**PROBLEM DETAILS**: Please retype every entry below, keeping it exactly the same.
==== MATERIAL SUPPLIED ====
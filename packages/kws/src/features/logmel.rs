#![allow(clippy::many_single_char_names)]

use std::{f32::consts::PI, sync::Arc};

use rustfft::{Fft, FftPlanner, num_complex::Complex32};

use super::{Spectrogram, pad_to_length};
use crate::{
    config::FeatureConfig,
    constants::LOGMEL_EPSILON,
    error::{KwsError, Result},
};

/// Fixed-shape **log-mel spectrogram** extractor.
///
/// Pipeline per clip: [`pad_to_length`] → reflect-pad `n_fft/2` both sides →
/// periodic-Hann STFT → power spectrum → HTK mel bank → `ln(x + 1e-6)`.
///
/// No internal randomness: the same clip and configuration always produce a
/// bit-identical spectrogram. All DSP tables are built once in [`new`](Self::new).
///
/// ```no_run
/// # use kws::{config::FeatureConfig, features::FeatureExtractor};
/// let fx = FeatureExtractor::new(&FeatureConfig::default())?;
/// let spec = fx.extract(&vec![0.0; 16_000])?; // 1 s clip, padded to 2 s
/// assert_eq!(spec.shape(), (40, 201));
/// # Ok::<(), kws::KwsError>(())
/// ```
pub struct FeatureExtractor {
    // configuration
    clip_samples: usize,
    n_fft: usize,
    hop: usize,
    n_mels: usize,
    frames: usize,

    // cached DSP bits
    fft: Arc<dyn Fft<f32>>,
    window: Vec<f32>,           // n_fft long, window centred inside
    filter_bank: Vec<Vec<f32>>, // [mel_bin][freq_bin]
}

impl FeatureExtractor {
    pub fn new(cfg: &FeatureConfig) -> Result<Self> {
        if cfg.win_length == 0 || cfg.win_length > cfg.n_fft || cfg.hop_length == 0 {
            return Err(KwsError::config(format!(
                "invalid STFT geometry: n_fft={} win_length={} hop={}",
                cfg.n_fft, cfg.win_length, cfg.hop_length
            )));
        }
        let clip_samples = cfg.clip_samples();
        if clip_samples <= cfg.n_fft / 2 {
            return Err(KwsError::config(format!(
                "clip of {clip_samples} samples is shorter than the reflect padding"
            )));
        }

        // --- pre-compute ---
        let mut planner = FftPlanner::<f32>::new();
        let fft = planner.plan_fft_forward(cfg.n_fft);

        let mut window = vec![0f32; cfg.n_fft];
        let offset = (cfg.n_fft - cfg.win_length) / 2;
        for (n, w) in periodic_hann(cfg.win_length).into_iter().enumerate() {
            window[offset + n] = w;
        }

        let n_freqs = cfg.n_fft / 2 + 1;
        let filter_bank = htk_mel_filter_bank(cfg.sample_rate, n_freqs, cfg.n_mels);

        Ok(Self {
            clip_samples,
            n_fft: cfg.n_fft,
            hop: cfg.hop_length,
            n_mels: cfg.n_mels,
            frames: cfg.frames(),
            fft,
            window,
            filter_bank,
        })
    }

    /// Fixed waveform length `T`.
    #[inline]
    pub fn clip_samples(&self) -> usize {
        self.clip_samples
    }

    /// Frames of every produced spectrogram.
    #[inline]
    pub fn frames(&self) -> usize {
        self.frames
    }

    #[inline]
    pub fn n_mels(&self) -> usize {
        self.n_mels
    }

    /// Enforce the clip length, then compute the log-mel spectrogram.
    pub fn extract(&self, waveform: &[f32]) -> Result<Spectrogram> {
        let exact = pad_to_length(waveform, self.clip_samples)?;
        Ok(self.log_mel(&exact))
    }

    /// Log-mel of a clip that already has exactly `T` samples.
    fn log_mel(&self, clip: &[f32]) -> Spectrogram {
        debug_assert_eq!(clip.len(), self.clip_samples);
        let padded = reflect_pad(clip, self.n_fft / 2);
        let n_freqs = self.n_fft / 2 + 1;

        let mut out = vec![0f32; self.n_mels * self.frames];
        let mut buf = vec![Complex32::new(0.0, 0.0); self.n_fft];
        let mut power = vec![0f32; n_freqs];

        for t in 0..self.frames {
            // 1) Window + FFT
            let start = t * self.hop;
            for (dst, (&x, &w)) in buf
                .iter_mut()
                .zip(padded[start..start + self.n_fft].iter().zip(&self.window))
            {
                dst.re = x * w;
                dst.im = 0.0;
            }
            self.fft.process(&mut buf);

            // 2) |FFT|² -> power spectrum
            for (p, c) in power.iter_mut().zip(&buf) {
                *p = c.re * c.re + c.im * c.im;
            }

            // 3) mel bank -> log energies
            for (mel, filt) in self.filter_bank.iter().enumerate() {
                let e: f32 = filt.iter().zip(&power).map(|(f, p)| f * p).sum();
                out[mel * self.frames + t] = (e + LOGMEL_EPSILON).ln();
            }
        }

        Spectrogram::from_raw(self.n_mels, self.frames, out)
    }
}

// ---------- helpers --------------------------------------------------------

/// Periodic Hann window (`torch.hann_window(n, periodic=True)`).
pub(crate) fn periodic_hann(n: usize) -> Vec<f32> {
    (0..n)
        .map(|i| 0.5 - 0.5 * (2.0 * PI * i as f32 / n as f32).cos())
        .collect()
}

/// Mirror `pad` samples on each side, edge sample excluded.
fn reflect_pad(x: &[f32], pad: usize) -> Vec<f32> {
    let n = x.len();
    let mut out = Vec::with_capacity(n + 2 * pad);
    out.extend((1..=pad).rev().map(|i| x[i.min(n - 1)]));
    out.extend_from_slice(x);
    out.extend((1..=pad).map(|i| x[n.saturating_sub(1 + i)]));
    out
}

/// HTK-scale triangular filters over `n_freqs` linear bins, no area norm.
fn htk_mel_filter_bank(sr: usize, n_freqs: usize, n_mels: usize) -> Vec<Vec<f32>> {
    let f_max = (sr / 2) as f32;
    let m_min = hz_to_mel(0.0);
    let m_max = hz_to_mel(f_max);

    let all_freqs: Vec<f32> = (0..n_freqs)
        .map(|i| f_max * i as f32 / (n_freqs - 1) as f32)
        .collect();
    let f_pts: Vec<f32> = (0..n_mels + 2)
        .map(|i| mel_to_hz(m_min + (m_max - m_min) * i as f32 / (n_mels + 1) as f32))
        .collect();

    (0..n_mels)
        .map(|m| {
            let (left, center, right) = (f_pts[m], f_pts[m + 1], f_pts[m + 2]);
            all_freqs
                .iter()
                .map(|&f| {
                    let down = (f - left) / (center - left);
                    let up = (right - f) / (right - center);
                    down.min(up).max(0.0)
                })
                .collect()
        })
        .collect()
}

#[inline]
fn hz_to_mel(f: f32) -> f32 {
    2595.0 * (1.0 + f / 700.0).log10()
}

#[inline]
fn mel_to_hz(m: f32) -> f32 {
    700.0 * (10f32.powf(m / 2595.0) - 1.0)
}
====
**ANSWER SECTION**:
filename packages/kws/src/features/logmel.rs
#![allow(clippy::many_single_char_names)]

use std::{f32::consts::PI, sync::Arc};

use rustfft::{Fft, FftPlanner, num_complex::Complex32};

use super::{Spectrogram, pad_to_length};
use crate::{
    config::FeatureConfig,
    constants::LOGMEL_EPSILON,
    error::{KwsError, Result},
};

/// Fixed-shape **log-mel spectrogram** extractor.
///
/// Pipeline per clip: [`pad_to_length`] → reflect-pad `n_fft/2` both sides →
/// periodic-Hann STFT → power spectrum → HTK mel bank → `ln(x + 1e-6)`.
///
/// No internal randomness: the same clip and configuration always produce a
/// bit-identical spectrogram. All DSP tables are built once in [`new`](Self::new).
///
/// ```no_run
/// # use kws::{config::FeatureConfig, features::FeatureExtractor};
/// let fx = FeatureExtractor::new(&FeatureConfig::default())?;
/// let spec = fx.extract(&vec![0.0; 16_000])?; // 1 s clip, padded to 2 s
/// assert_eq!(spec.shape(), (40, 201));
/// # Ok::<(), kws::KwsError>(())
/// ```
pub struct FeatureExtractor {
    // configuration
    clip_samples: usize,
    n_fft: usize,
    hop: usize,
    n_mels: usize,
    frames: usize,

    // cached DSP bits
    fft: Arc<dyn Fft<f32>>,
    window: Vec<f32>,           // n_fft long, window centred inside
    filter_bank: Vec<Vec<f32>>, // [mel_bin][freq_bin]
}

impl FeatureExtractor {
    pub fn new(cfg: &FeatureConfig) -> Result<Self> {
        if cfg.win_length == 0 || cfg.win_length > cfg.n_fft || cfg.hop_length == 0 {
            return Err(KwsError::config(format!(
                "invalid STFT geometry: n_fft={} win_length={} hop={}",
                cfg.n_fft, cfg.win_length, cfg.hop_length
            )));
        }
        let clip_samples = cfg.clip_samples();
        if clip_samples <= cfg.n_fft / 2 {
            return Err(KwsError::config(format!(
                "clip of {clip_samples} samples is shorter than the reflect padding"
            )));
        }

        // --- pre-compute ---
        let mut planner = FftPlanner::<f32>::new();
        let fft = planner.plan_fft_forward(cfg.n_fft);

        let mut window = vec![0f32; cfg.n_fft];
        let offset = (cfg.n_fft - cfg.win_length) / 2;
        for (n, w) in periodic_hann(cfg.win_length).into_iter().enumerate() {
            window[offset + n] = w;
        }

        let n_freqs = cfg.n_fft / 2 + 1;
        let filter_bank = htk_mel_filter_bank(cfg.sample_rate, n_freqs, cfg.n_mels);

        Ok(Self {
            clip_samples,
            n_fft: cfg.n_fft,
            hop: cfg.hop_length,
            n_mels: cfg.n_mels,
            frames: cfg.frames(),
            fft,
            window,
            filter_bank,
        })
    }

    /// Fixed waveform length `T`.
    #[inline]
    pub fn clip_samples(&self) -> usize {
        self.clip_samples
    }

    /// Frames of every produced spectrogram.
    #[inline]
    pub fn frames(&self) -> usize {
        self.frames
    }

    #[inline]
    pub fn n_mels(&self) -> usize {
        self.n_mels
    }

    /// Enforce the clip length, then compute the log-mel spectrogram.
    pub fn extract(&self, waveform: &[f32]) -> Result<Spectrogram> {
        let exact = pad_to_length(waveform, self.clip_samples)?;
        Ok(self.log_mel(&exact))
    }

    /// Log-mel of a clip that already has exactly `T` samples.
    fn log_mel(&self, clip: &[f32]) -> Spectrogram {
        debug_assert_eq!(clip.len(), self.clip_samples);
        let padded = reflect_pad(clip, self.n_fft / 2);
        let n_freqs = self.n_fft / 2 + 1;

        let mut out = vec![0f32; self.n_mels * self.frames];
        let mut buf = vec![Complex32::new(0.0, 0.0); self.n_fft];
        let mut power = vec![0f32; n_freqs];

        for t in 0..self.frames {
            // 1) Window + FFT
            let start = t * self.hop;
            for (dst, (&x, &w)) in buf
                .iter_mut()
                .zip(padded[start..start + self.n_fft].iter().zip(&self.window))
            {
                dst.re = x * w;
                dst.im = 0.0;
            }
            self.fft.process(&mut buf);

            // 2) |FFT|² -> power spectrum
            for (p, c) in power.iter_mut().zip(&buf) {
                *p = c.re * c.re + c.im * c.im;
            }

            // 3) mel bank -> log energies
            for (mel, filt) in self.filter_bank.iter().enumerate() {
                let e: f32 = filt.iter().zip(&power).map(|(f, p)| f * p).sum();
                out[mel * self.frames + t] = (e + LOGMEL_EPSILON).ln();
            }
        }

        Spectrogram::from_raw(self.n_mels, self.frames, out)
    }
}

// ---------- helpers --------------------------------------------------------

/// Periodic Hann window (`torch.hann_window(n, periodic=True)`).
pub(crate) fn periodic_hann(n: usize) -> Vec<f32> {
    (0..n)
        .map(|i| 0.5 - 0.5 * (2.0 * PI * i as f32 / n as f32).cos())
        .collect()
}

/// Mirror `pad` samples on each side, edge sample excluded.
fn reflect_pad(x: &[f32], pad: usize) -> Vec<f32> {
    let n = x.len();
    let mut out = Vec::with_capacity(n + 2 * pad);
    out.extend((1..=pad).rev().map(|i| x[i.min(n - 1)]));
    out.extend_from_slice(x);
    out.extend((1..=pad).map(|i| x[n.saturating_sub(1 + i)]));
    out
}

/// HTK-scale triangular filters over `n_freqs` linear bins, no area norm.
fn htk_mel_filter_bank(sr: usize, n_freqs: usize, n_mels: usize) -> Vec<Vec<f32>> {
    let f_max = (sr / 2) as f32;
    let m_min = hz_to_mel(0.0);
    let m_max = hz_to_mel(f_max);

    let all_freqs: Vec<f32> = (0..n_freqs)
        .map(|i| f_max * i as f32 / (n_freqs - 1) as f32)
        .collect();
    let f_pts: Vec<f32> = (0..n_mels + 2)
        .map(|i| mel_to_hz(m_min + (m_max - m_min) * i as f32 / (n_mels + 1) as f32))
        .collect();

    (0..n_mels)
        .map(|m| {
            let (left, center, right) = (f_pts[m], f_pts[m + 1], f_pts[m + 2]);
            all_freqs
                .iter()
                .map(|&f| {
                    let down = (f - left) / (center - left);
                    let up = (right - f) / (right - center);
                    down.min(up).max(0.0)
                })
                .collect()
        })
        .collect()
}

#[inline]
fn hz_to_mel(f: f32) -> f32 {
    2595.0 * (1.0 + f / 700.0).log10()
}

#[inline]
fn mel_to_hz(m: f32) -> f32 {
    700.0 * (10f32.powf(m / 2595.0) - 1.0)
}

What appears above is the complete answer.